CF is inherited as an autosomal recessive trait. The CF gene codes for a protein of 1,480 amino acids called the CF transmembrane regulator (CFTR).
Four long-standing observations are of fundamental pathophysiologic importance:
- failure to clear mucous secretions,
- a paucity of water in mucous secretions,
- an elevated salt content of sweat and other serous secretions, and
- chronic infection limited to the respiratory tract
In addition, there is a greater negative potential difference across the respiratory epithelia of CF patients than across the respiratory epithelia of control subjects. Aberrant electrical properties were also demonstrated for CF sweat gland duct epithelium. The membranes of CF epithelial cells are unable to secrete chloride ions in response to cyclic adenosine monophosphate (cAMP)–mediated signals and, at least in the respiratory tract, excessive amounts of sodium are absorbed through these membranes.
Cyclic AMP-stimulated chloride conductance is a function of CFTR itself; this function is absent in epithelial cells with many different mutations of the CFTR gene.
The postulated epithelial pathophysiology in airways involves an inability to secrete salt and secondarily to secrete water in the presence of excessive reabsorption of salt and water. The proposed outcome is insufficient water on the airway surface to hydrate secretions. Desiccated secretions become more viscous and elastic (rubbery) and are harder to clear by mucociliary and other mechanisms.These secretions are retained and obstruct airways, starting with those of the smallest caliber, the bronchioles. Airflow obstruction at the level of small airways is the earliest observable physiologic abnormality of the respiratory system.
It is plausible that similar pathophysiologic events take place in the pancreatic and biliary ducts (and in the vas deferens), leading to desiccation of proteinaceous secretions and obstruction.
The earliest pathologic lesion in the lung is that of bronchiolitis (mucous plugging and an inflammatory response in the walls of the small airways). With time, mucus accumulation and inflammation extend to the larger airways (bronchitis).
With long-standing disease, evidence of airway destruction such as bronchiolar obliteration, bronchiolectasis, and bronchiectasis becomes prominent.
The paranasal sinuses are uniformly filled with secretions containing inflammatory products, and the epithelial lining displays hyperplastic and hypertrophied secretory elements. Polypoid lesions within the sinuses, mucopyocele, and erosion of bone have been reported.
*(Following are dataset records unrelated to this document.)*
//! 永続ストアの実装
//!
//! - `redis`: Redis を使った実装（本番用）
//! - `inmemory`: プロセス内の実装（開発・テスト用、障害を模擬できる）

pub mod inmemory;
pub mod redis;

pub use inmemory::InMemoryStore;
pub use redis::RedisStore;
The pancreas is usually small, occasionally cystic, and often difficult to find at postmortem examination. The extent of involvement varies at birth. In infants, the acini and ducts are often distended and filled with eosinophilic material. In 85–90% of patients, the lesion progresses to complete or almost complete disruption of acini and replacement with fibrous tissue and fat.
The intestinal tract shows only minimal changes.